So yeah, I disagree with the thought that vendors shuold get free run of the site. If you want commercial space... PAY FOR IT. That's what all those people listed above had to do..... Radio, TV, bilboards, newspaper, etc. etc. Hell, you already have an opportunity to earn a spot in MVV forum... That isn't good enough, so there has to be an ad on the CC forum, SOYP forum, MVV forum, Marketing forum, and any other forum that can be "squeeked" into.  And if this site is gonna become the spot for all the vendors to push their merch on us, then ALL the vendors should get the same opportunity to do so. 

Plain and simple. Either amend the rules to exclude the "elite" or enforce the rules for everyone.


----------



## RAdams (Aug 23, 2010)

mbroberg said:


> I have my own thoughts as to this whole issue but in the spirit of not fueling fires or attacking any individual I choose keep them to myself. Suffice it to say I have not had any problems with any of the posts that any of the vendors have made. In fact, I am one of those people who will post a pen in SOYP and post where I got the blank, the kit, the bushings I used, the tool I used, etc. I have also given credt to the individuals who inspired me to do a certain modification or use a certain material. Why? Because I appreciate it when others do the same so I will know where to go to look for the stuff I like. I thought that was what this site was all about. Sharing information. I appreciate all the vendors informing me what they have to offer. I can make up my own mind as to whether or not I will buy. I believe that most members feel the same. Hopefully we won't be deprived of the free flow of the information we need to further our craft due to a vocal minority that has nothing better to do than to whine and make waves.


 


I like how you claimed to be staying out of it and then threw in the flame at the end! that was pretty slick!:biggrin: Are you not attacking? Are you attacking? Are you fueling the fire? Or do you have a fire extinguisher?:tongue: It can be so hard to tell sometimes.


----------



## ed4copies (Aug 23, 2010)

My comments are addressed to the OP.  All members are encouraged to express THEIR opinion to the OP--who also is the site owner.  

*Only Jeff knows what we each contribute* and so far, I've had no complaints from HIM.  So, since you "call out" exotics in particular, Ron.  Let me reply specifically to you---what you (and your small minority of followers) think is of no concern to me.  

I am here at the whim of the owner and his appointees.  I hope to abide by his rules.  I believe his rules are for the benefit of the MAJORITY of the members.  

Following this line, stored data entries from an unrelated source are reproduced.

fn build_default_catalog_internal() -> Catalog {
    use BodyPart::*;

    let exercises = vec![
        // ====================================================================
        // Chest
        // ====================================================================
        exercise(
            "bench_press",
            "Barbell Bench Press",
            Chest,
            "Lie on a flat bench and press the bar from mid-chest to lockout.",
            "https://www.youtube.com/watch?v=rT7DgCr-3pg",
            4,
            8,
            90,
        ),
        exercise(
            "incline_db_press",
            "Incline Dumbbell Press",
            Chest,
            "Press dumbbells on a 30 degree incline bench.",
            "https://www.youtube.com/watch?v=8iPEnn-ltC8",
            3,
            10,
            75,
        ),
        exercise(
            "push_up",
            "Push-up",
            Chest,
            "Keep a rigid plank and lower the chest to the floor.",
            "https://www.youtube.com/watch?v=IODxDxX7oi4",
            3,
            15,
            60,
        ),
        exercise(
            "cable_fly",
            "Cable Fly",
            Chest,
            "Bring the handles together in a wide arc with soft elbows.",
            "https://www.youtube.com/watch?v=Iwe6AmxVf7o",
            3,
            12,
            60,
        ),
        // ====================================================================
        // Back
        // ====================================================================
        exercise(
            "pull_up",
            "Pull-up",
            Back,
            "Hang from the bar and pull until the chin clears it.",
            "https://www.youtube.com/watch?v=eGo4IYlbE5g",
            4,
            6,
            90,
        ),
        exercise(
            "barbell_row",
            "Barbell Row",
            Back,
            "Hinge to 45 degrees and row the bar to the lower ribs.",
            "https://www.youtube.com/watch?v=FWJR5Ve8bnQ",
            4,
            8,
            90,
        ),
        exercise(
            "lat_pulldown",
            "Lat Pulldown",
            Back,
            "Pull the bar to the upper chest, driving elbows down.",
            "https://www.youtube.com/watch?v=CAwf7n6Luuc",
            3,
            12,
            60,
        ),
        exercise(
            "seated_cable_row",
            "Seated Cable Row",
            Back,
            "Row the handle to the torso while keeping the chest tall.",
            "https://www.youtube.com/watch?v=GZbfZ033f74",
            3,
            12,
            60,
        ),
        // ====================================================================
        // Shoulders
        // ====================================================================
        exercise(
            "overhead_press",
            "Overhead Press",
            Shoulders,
            "Press the bar from the front rack to overhead lockout.",
            "https://www.youtube.com/watch?v=2yjwXTZQDDI",
            4,
            8,
            90,
        ),
        exercise(
            "lateral_raise",
            "Dumbbell Lateral Raise",
            Shoulders,
            "Raise dumbbells out to the sides up to shoulder height.",
            "https://www.youtube.com/watch?v=3VcKaXpzqRo",
            3,
            15,
            45,
        ),
        exercise(
            "face_pull",
            "Face Pull",
            Shoulders,
            "Pull a rope attachment toward the face, elbows high.",
            "https://www.youtube.com/watch?v=rep-qVOkqgk",
            3,
            15,
            45,
        ),
        // ====================================================================
        // Biceps
        // ====================================================================
        exercise(
            "barbell_curl",
            "Barbell Curl",
            Biceps,
            "Curl the bar without swinging the torso.",
            "https://www.youtube.com/watch?v=kwG2ipFRgfo",
            3,
            10,
            60,
        ),
        exercise(
            "hammer_curl",
            "Hammer Curl",
            Biceps,
            "Curl dumbbells with a neutral grip.",
            "https://www.youtube.com/watch?v=zC3nLlEvin4",
            3,
            12,
            60,
        ),
        exercise(
            "incline_db_curl",
            "Incline Dumbbell Curl",
            Biceps,
            "Curl from a stretched position on an incline bench.",
            "https://www.youtube.com/watch?v=soxrZlIl35U",
            3,
            12,
            60,
        ),
        // ====================================================================
        // Triceps
        // ====================================================================
        exercise(
            "tricep_pushdown",
            "Cable Pushdown",
            Triceps,
            "Extend the elbows against a cable, upper arms pinned.",
            "https://www.youtube.com/watch?v=2-LAMcpzODU",
            3,
            12,
            60,
        ),
        exercise(
            "skull_crusher",
            "Skull Crusher",
            Triceps,
            "Lower an EZ bar toward the forehead and extend.",
            "https://www.youtube.com/watch?v=d_KZxkY_0cM",
            3,
            10,
            60,
        ),
        exercise(
            "bench_dip",
            "Bench Dip",
            Triceps,
            "Dip between two benches keeping the torso upright.",
            "https://www.youtube.com/watch?v=0326dy_-CzM",
            3,
            15,
            60,
        ),
        // ====================================================================
        // Legs
        // ====================================================================
        exercise(
            "back_squat",
            "Back Squat",
            Legs,
            "Squat below parallel with the bar on the upper back.",
            "https://www.youtube.com/watch?v=ultWZbUMPL8",
            4,
            6,
            120,
        ),
        exercise(
            "romanian_deadlift",
            "Romanian Deadlift",
            Legs,
            "Hinge at the hips with soft knees, bar close to the legs.",
            "https://www.youtube.com/watch?v=JCXUYuzwNrM",
            3,
            10,
            90,
        ),
        exercise(
            "walking_lunge",
            "Walking Lunge",
            Legs,
            "Step forward into a lunge and alternate legs.",
            "https://www.youtube.com/watch?v=L8fvypPrzzs",
            3,
            12,
            60,
        ),
        exercise(
            "leg_press",
            "Leg Press",
            Legs,
            "Press the sled through full range without locking knees.",
            "https://www.youtube.com/watch?v=IZxyjW7MPJQ",
            3,
            12,
            90,
        ),
        // ====================================================================
        // Abs
        // ====================================================================
        exercise(
            "plank",
            "Plank",
            Abs,
            "Hold a straight line from head to heels on the forearms.",
            "https://www.youtube.com/watch?v=ASdvN_XEl_c",
            3,
            1,
            45,
        ),
        exercise(
            "hanging_leg_raise",
            "Hanging Leg Raise",
            Abs,
            "Hang from a bar and raise straight legs to hip height.",
            "https://www.youtube.com/watch?v=hdng3Nm1x_E",
            3,
            12,
            60,
        ),
        exercise(
            "bicycle_crunch",
            "Bicycle Crunch",
            Abs,
            "Alternate elbow to opposite knee while pedalling.",
            "https://www.youtube.com/watch?v=9FGilxCbdz8",
            3,
            20,
            45,
        ),
        exercise(
            "dead_bug",
            "Dead Bug",
            Abs,
            "Extend opposite arm and leg while keeping the back flat.",
            "https://www.youtube.com/watch?v=g_BYB0R-4Ws",
            3,
            12,
            45,
        ),
        // ====================================================================
        // Cardio
        // ====================================================================
        exercise(
            "jump_rope",
            "Jump Rope Intervals",
            Cardio,
            "Skip for 45 seconds, rest 15 seconds.",
            "https://www.youtube.com/watch?v=FJmRQ5iTXKE",
            5,
            1,
            15,
        ),
        exercise(
            "rowing_intervals",
            "Rowing Machine Intervals",
            Cardio,
            "Row hard for 250 m, then paddle easy for a minute.",
            "https://www.youtube.com/watch?v=H0r_ZPXJLtg",
            6,
            1,
            60,
        ),
        exercise(
            "burpee",
            "Burpee",
            Cardio,
            "Squat, kick back to a plank, return and jump.",
            "https://www.youtube.com/watch?v=TU8QYVW0gDU",
            3,
            12,
            60,
        ),
    ];

    use MealType::*;

    let nutrition = vec![
        meal("oats_berries", "Oatmeal with Berries", Breakfast, 350, 12.0, 60.0, 7.0),
        meal("egg_scramble", "Veggie Egg Scramble", Breakfast, 450, 28.0, 20.0, 28.0),
        meal("greek_yogurt_bowl", "Greek Yogurt Granola Bowl", Breakfast, 550, 35.0, 65.0, 15.0),
        meal("protein_pancakes", "Protein Pancakes", Breakfast, 700, 45.0, 85.0, 18.0),
        meal("chicken_salad", "Grilled Chicken Salad", Lunch, 500, 45.0, 20.0, 25.0),
        meal("turkey_wrap", "Turkey Avocado Wrap", Lunch, 650, 40.0, 55.0, 28.0),
        meal("rice_bowl", "Chicken Rice Bowl", Lunch, 800, 50.0, 95.0, 20.0),
        meal("pasta_bolognese", "Pasta Bolognese", Lunch, 1000, 55.0, 120.0, 30.0),
        meal("salmon_veg", "Baked Salmon with Vegetables", Dinner, 550, 40.0, 25.0, 30.0),
        meal("beef_stir_fry", "Beef Stir Fry", Dinner, 700, 45.0, 60.0, 28.0),
        meal("chicken_sweet_potato", "Chicken and Sweet Potato", Dinner, 850, 55.0, 90.0, 22.0),
        meal("steak_potatoes", "Steak with Roast Potatoes", Dinner, 1000, 60.0, 85.0, 42.0),
        meal("apple_pb", "Apple with Peanut Butter", Snack, 200, 7.0, 25.0, 8.0),
        meal("protein_shake", "Protein Shake", Snack, 250, 30.0, 10.0, 5.0),
        meal("trail_mix", "Trail Mix", Snack, 350, 10.0, 30.0, 22.0),
    ];

    Catalog {
        exercises,
        nutrition,
    }
}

LOUD, must not be mistaken for CORRECT!

What Jeff and Curtis decide is all that matters to me and several thousand other members.


----------



## DCBluesman (Aug 23, 2010)

RAdams said:


> If Exotics gets special treatment, then there should be an amendment that says they get special treatment. Otherwise, they should be held to the same level of accountability as the rest of the vendors.
> 
> So yeah, I disagree with the thought that vendors shuold get free run of the site. If you want commercial space... PAY FOR IT.


 
*Not your damned call*.  Jeff, and many years ago the Board, decided that this site would not sell advertising.  Advertising is allowed as it benefits the members. *THE DECISION IS ALREADY MADE!*

Jeff knows of your bitch. He's taking stock of the situation.  If you don't like Jeff's rules in Jeff's house, leave and start your own forum with YOUR rules.  It's that simple.


----------



## ed4copies (Aug 23, 2010)

The Pen Shop comes to mind for those of us with "historical memory".


----------



## jskeen (Aug 23, 2010)

ed4copies said:


> The Pen Shop comes to mind for those of us with "historical memory".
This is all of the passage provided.